Why fossil plants I hear you ask?

At about the age of 5 my family moved into my Grandmother’s house.

It was a very large house with an extensive garden that was dominated by a huge Monkey puzzle tree (Araucaria araucana). The tree stood taller than the house and caused a large area of the garden to be much too dry to grow anything. Even the privet hedge around the garden had a huge gap where it ran alongside the tree. Unfortunately the tree also had a tree preservation order which meant that my parents were totally unable to do anything about the ‘nuisance’ tree.

I loved the Monkey puzzle. It was right outside my bedroom window and it was home to multiple pairs of collared doves which I could watch rearing their young.

Monkey puzzle (Araucaria araucana)

Monkey puzzle (Araucaria araucana)

Another tree came into my life as I grew up, a huge Tulip tree (Liriodendron tulipifera). It was as tall as the church by which it grew and was my favourite tree to climb. I dubbed it ‘the lookout tree’ as I could watch the goings on in all of the surrounding gardens from a comfortable spot about half way up.

The tulip tree flowered with its extravagant magnolid blooms every year. These flowers and its strange leaves prompted my inquisitive mind to find out more about the tree I loved so much. As a budding naturalist, my research led me to learn more about the monkey puzzle too. You can imagine, when I discovered that both trees had been around at the time of the dinosaurs, my interest only increased.

So, that’s how it all started. Whilst my brothers looked at books about dinosaurs and could tell you all their names, I looked at the plants the artist had depicted in the background and was able to tell what each and every one was.
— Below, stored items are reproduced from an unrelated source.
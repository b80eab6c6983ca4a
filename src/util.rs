//! Small shared helpers: duration parsing, byte formatting, cancellable sleeps.

use std::path::PathBuf;
use std::time::Duration;

use thiserror::Error;
use tokio_util::sync::CancellationToken;

#[derive(Debug, Error)]
#[error("invalid ISO-8601 duration: {0}")]
pub struct DurationParseError(pub String);

/// Parse an ISO-8601 duration of the `PnDTnHnMnS` family.
///
/// Only the D/H/M/S components are supported; that covers everything the
/// upstream metadata API produces for video durations.
pub fn parse_iso8601_duration(input: &str) -> Result<Duration, DurationParseError> {
    let err = || DurationParseError(input.to_string());

    let rest = input.strip_prefix('P').ok_or_else(err)?;
    if rest.is_empty() {
        return Err(err());
    }

    let (date_part, time_part) = match rest.split_once('T') {
        Some((d, t)) => (d, t),
        None => (rest, ""),
    };

    let mut secs: u64 = 0;
    let mut num = String::new();

    for ch in date_part.chars() {
        if ch.is_ascii_digit() {
            num.push(ch);
        } else {
            let value: u64 = num.parse().map_err(|_| err())?;
            num.clear();
            match ch {
                'D' => secs += value * 86_400,
                _ => return Err(err()),
            }
        }
    }
    if !num.is_empty() {
        return Err(err());
    }

    for ch in time_part.chars() {
        if ch.is_ascii_digit() {
            num.push(ch);
        } else {
            let value: u64 = num.parse().map_err(|_| err())?;
            num.clear();
            match ch {
                'H' => secs += value * 3_600,
                'M' => secs += value * 60,
                'S' => secs += value,
                _ => return Err(err()),
            }
        }
    }
    if !num.is_empty() {
        return Err(err());
    }

    Ok(Duration::from_secs(secs))
}

/// Format a byte count with binary prefixes, e.g. `1.4 GiB`.
pub fn ibytes(n: u64) -> String {
    const UNITS: [&str; 6] = ["B", "KiB", "MiB", "GiB", "TiB", "PiB"];

    if n < 1024 {
        return format!("{} B", n);
    }

    let mut value = n as f64;
    let mut unit = 0;
    while value >= 1024.0 && unit < UNITS.len() - 1 {
        value /= 1024.0;
        unit += 1;
    }
    format!("{:.1} {}", value, UNITS[unit])
}

/// Sleep for `dur` unless the token fires first. Returns `true` if the full
/// duration elapsed, `false` if the sleep was cut short by cancellation.
pub async fn sleep_cancellable(token: &CancellationToken, dur: Duration) -> bool {
    tokio::select! {
        _ = token.cancelled() => false,
        _ = tokio::time::sleep(dur) => true,
    }
}

/// Expand a leading `~` to the user's home directory.
pub fn expand_home(path: &str) -> PathBuf {
    if let Some(rest) = path.strip_prefix("~/") {
        if let Some(home) = dirs::home_dir() {
            return home.join(rest);
        }
    }
    if path == "~" {
        if let Some(home) = dirs::home_dir() {
            return home;
        }
    }
    PathBuf::from(path)
}

/// Truncate a string to at most `n` characters, appending `...` if cut.
pub fn truncate_chars(s: &str, n: usize) -> String {
    if s.chars().count() <= n {
        return s.to_string();
    }
    let cut: String = s.chars().take(n.saturating_sub(3)).collect();
    format!("{}...", cut)
}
A collection of ferns and other prehistoric oddities was started. I would preserve the horsetails (Equisetum arvense) growing through the cracks in the patio at all costs (much to my mother’s annoyance) and a pond was built so that I could have water lilies (Nympaea sp.).
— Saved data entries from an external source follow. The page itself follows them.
//! The unit of archival work and its wire format.
//!
//! Items are persisted as compact JSON records; the field names here are the
//! on-disk format and must stay stable across releases.

use std::fmt;
use std::str::FromStr;

use chrono::{DateTime, Utc};
use serde::{Deserialize, Serialize};

use crate::util::truncate_chars;

/// Lifecycle position of an item.
///
/// NEW → ENQUEUED → INPROGRESS → {DONE | SKIPPED | FAILED}
#[derive(Debug, Clone, Copy, PartialEq, Eq, PartialOrd, Ord, Hash, Serialize, Deserialize)]
#[serde(rename_all = "UPPERCASE")]
pub enum Status {
    New,
    Enqueued,
    #[serde(rename = "INPROGRESS")]
    InProgress,
    Done,
    Skipped,
    Failed,
}

impl Status {
    pub const ALL: [Status; 6] = [
        Status::New,
        Status::Enqueued,
        Status::InProgress,
        Status::Done,
        Status::Skipped,
        Status::Failed,
    ];

    pub fn as_str(&self) -> &'static str {
        match self {
            Status::New => "NEW",
            Status::Enqueued => "ENQUEUED",
            Status::InProgress => "INPROGRESS",
            Status::Done => "DONE",
            Status::Skipped => "SKIPPED",
            Status::Failed => "FAILED",
        }
    }

    /// Terminal statuses are never re-leased.
    pub fn is_terminal(&self) -> bool {
        matches!(self, Status::Done | Status::Skipped | Status::Failed)
    }
}

impl fmt::Display for Status {
    fn fmt(&self, f: &mut fmt::Formatter<'_>) -> fmt::Result {
        f.write_str(self.as_str())
    }
}

impl FromStr for Status {
    type Err = String;

    fn from_str(s: &str) -> Result<Self, Self::Err> {
        match s {
            "NEW" => Ok(Status::New),
            "ENQUEUED" => Ok(Status::Enqueued),
            "INPROGRESS" => Ok(Status::InProgress),
            "DONE" => Ok(Status::Done),
            "SKIPPED" => Ok(Status::Skipped),
            "FAILED" => Ok(Status::Failed),
            other => Err(format!("unknown status: {}", other)),
        }
    }
}

/// Metadata fetched from the upstream API before admission.
#[derive(Debug, Clone, Default, PartialEq, Serialize, Deserialize)]
pub struct Meta {
    #[serde(default, skip_serializing_if = "String::is_empty")]
    pub title: String,
    #[serde(default, skip_serializing_if = "String::is_empty")]
    pub description: String,
    #[serde(default, skip_serializing_if = "String::is_empty")]
    pub channel_id: String,
    #[serde(default, skip_serializing_if = "String::is_empty")]
    pub channel_title: String,
    #[serde(default, skip_serializing_if = "Vec::is_empty")]
    pub tags: Vec<String>,
    #[serde(default, skip_serializing_if = "Option::is_none")]
    pub published_at: Option<DateTime<Utc>>,
}

/// Reference to the storage volume an archived item landed on.
#[derive(Debug, Clone, PartialEq, Eq, Serialize, Deserialize)]
pub struct StorageRef {
    pub id: String,
}

/// One archived artifact: path relative to the volume root, content hash,
/// size in bytes.
#[derive(Debug, Clone, PartialEq, Eq, Serialize, Deserialize)]
pub struct FileRecord {
    #[serde(alias = "Path")]
    pub path: String,
    #[serde(alias = "Hash")]
    pub hash: String,
    #[serde(alias = "Size")]
    pub size: u64,
}

/// The unit of work, keyed by an opaque 11-character identifier.
#[derive(Debug, Clone, PartialEq, Serialize, Deserialize)]
pub struct Item {
    pub id: String,
    pub status: Status,
    #[serde(default, skip_serializing_if = "Vec::is_empty")]
    pub storages: Vec<StorageRef>,
    #[serde(default, skip_serializing_if = "Vec::is_empty")]
    pub files: Vec<FileRecord>,
    #[serde(default, skip_serializing_if = "Option::is_none")]
    pub deadline: Option<DateTime<Utc>>,
    #[serde(default, skip_serializing_if = "is_zero")]
    pub attempt: u32,
    #[serde(default, skip_serializing_if = "Option::is_none")]
    pub retry_after: Option<DateTime<Utc>>,
    #[serde(default, skip_serializing_if = "Option::is_none")]
    pub meta: Option<Meta>,
    #[serde(default, skip_serializing_if = "String::is_empty")]
    pub reason: String,
}

fn is_zero(n: &u32) -> bool {
    *n == 0
}

impl Item {
    pub fn new(id: impl Into<String>) -> Self {
        Self {
            id: id.into(),
            status: Status::New,
            storages: Vec::new(),
            files: Vec::new(),
            deadline: None,
            attempt: 0,
            retry_after: None,
            meta: None,
            reason: String::new(),
        }
    }

    /// Secondary-index key: the status string, the `::` separator, the id.
    /// The encoding fixes the status-prefix scan order.
    pub fn status_key(&self) -> String {
        status_key(self.status, &self.id)
    }

    /// Drop scheduling fields that only make sense for in-flight items.
    pub fn clear_system(&mut self) {
        self.retry_after = None;
        self.attempt = 0;
        self.deadline = None;
    }

    /// One human-readable line for `list` output.
    pub fn row(&self) -> String {
        let (date, channel, title) = match &self.meta {
            Some(meta) => (
                meta.published_at
                    .map(|t| t.format("%Y-%m-%d").to_string())
                    .unwrap_or_default(),
                truncate_chars(&meta.channel_title, 20),
                truncate_chars(&meta.title, 30),
            ),
            None => (String::new(), String::new(), String::new()),
        };

        format!(
            "{}\t{}\t{}\t{}\t{}\t{}",
            self.id,
            self.status,
            date,
            channel,
            title,
            self.short_reason()
        )
        .replace('\n', " ")
    }

    /// Shorten upstream failure text for tabular output: strip the chatty
    /// wrappers the fetcher passes through and collapse whitespace.
    fn short_reason(&self) -> String {
        let mut r = self.reason.as_str();

        for marker in ["YouTube said:", "Content Warning"] {
            if let Some(pos) = r.find(marker) {
                r = &r[pos + marker.len()..];
            }
        }
        if let Some(pos) = r.find("Sorry") {
            r = &r[..pos];
        }

        let collapsed = r.split_whitespace().collect::<Vec<_>>().join(" ");
        truncate_chars(&collapsed, 90)
    }
}

pub(crate) fn status_key(status: Status, id: &str) -> String {
    format!("{}::{}", status, id)
}

/// Prefix under which all ids of a given status sort in the secondary index.
pub(crate) fn status_prefix(status: Status) -> String {
    format!("{}::", status)
}

#[cfg(test)]
mod tests {
    use super::*;

    #[test]
    fn status_serializes_as_uppercase() {
        assert_eq!(
            serde_json::to_string(&Status::InProgress).unwrap(),
            "\"INPROGRESS\""
        );
        assert_eq!(
            serde_json::from_str::<Status>("\"ENQUEUED\"").unwrap(),
            Status::Enqueued
        );
    }

    #[test]
    fn item_round_trips_exactly() {
        let item = Item {
            id: "VIDEOAAAAAA".to_string(),
            status: Status::Done,
            storages: vec![StorageRef {
                id: "d7d5e3a4-4a4e-4c5e-8e9e-000000000001".to_string(),
            }],
            files: vec![FileRecord {
                path: "2024/01/20240102_VIDEOAAAAAA/a.mp4".to_string(),
                hash: "deadbeef".to_string(),
                size: 1234,
            }],
            deadline: Some("2024-01-02T03:04:05Z".parse().unwrap()),
            attempt: 2,
            retry_after: Some("2024-01-02T03:05:05Z".parse().unwrap()),
            meta: Some(Meta {
                title: "T".to_string(),
                description: "D".to_string(),
                channel_id: "C".to_string(),
                channel_title: "CT".to_string(),
                tags: vec!["a".to_string()],
                published_at: Some("2024-01-02T03:04:05Z".parse().unwrap()),
            }),
            reason: "because".to_string(),
        };

        let encoded = serde_json::to_string(&item).unwrap();
        let decoded: Item = serde_json::from_str(&encoded).unwrap();
        assert_eq!(item, decoded);
    }

    #[test]
    fn minimal_item_stays_compact() {
        let item = Item::new("VIDEOAAAAAA");
        let encoded = serde_json::to_string(&item).unwrap();
        assert_eq!(encoded, r#"{"id":"VIDEOAAAAAA","status":"NEW"}"#);
    }

    #[test]
    fn status_key_encoding() {
        let mut item = Item::new("abc");
        item.status = Status::InProgress;
        assert_eq!(item.status_key(), "INPROGRESS::abc");
    }

    #[test]
    fn file_record_accepts_capitalised_aliases() {
        let rec: FileRecord =
            serde_json::from_str(r#"{"Path":"a/b.mkv","Hash":"ff","Size":10}"#).unwrap();
        assert_eq!(rec.path, "a/b.mkv");
        assert_eq!(rec.size, 10);
    }

    #[test]
    fn short_reason_strips_wrappers() {
        let mut item = Item::new("abc");
        item.reason = "ERROR: blah blah; YouTube said:   This video is private  ".to_string();
        assert_eq!(item.row().split('\t').nth(5).unwrap(), "This video is private");
    }
}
Life went on, I grew up and moved house and the ferns came too.

Fast forward now to two years ago, my partner and I had just bought a house in Llanberis and we had a blank canvas of lawn for a garden. It was time for the ferns to finally have a permanent home. I hadn’t really envisaged having a prehistoric garden (although my interest still burned) but on the day we got the keys to the house we went to buy some plants for a hanging basket at the front door and came back with a 5’ tall Wollemi pine (Wollemia nobilis). So we hardly had any choice, our fossil garden was born.

The Wollemia nobilis right at the start.

The Wollemia nobilis right at the start.

All the plants have to be members of families that were around at the time of the dinosaurs or before so we work between 400 and 66 million years ago. It is surprising the variety of genera of plants that have been around for that period of time and have a fossil record. It isn’t all ferns, cycads and pines either. We have plenty of flowering plants in the garden too. Admittedly they aren’t the type that you would find in a traditional garden but they are deffinately flowers.

So there you have it. Its amazing how things turn out some times!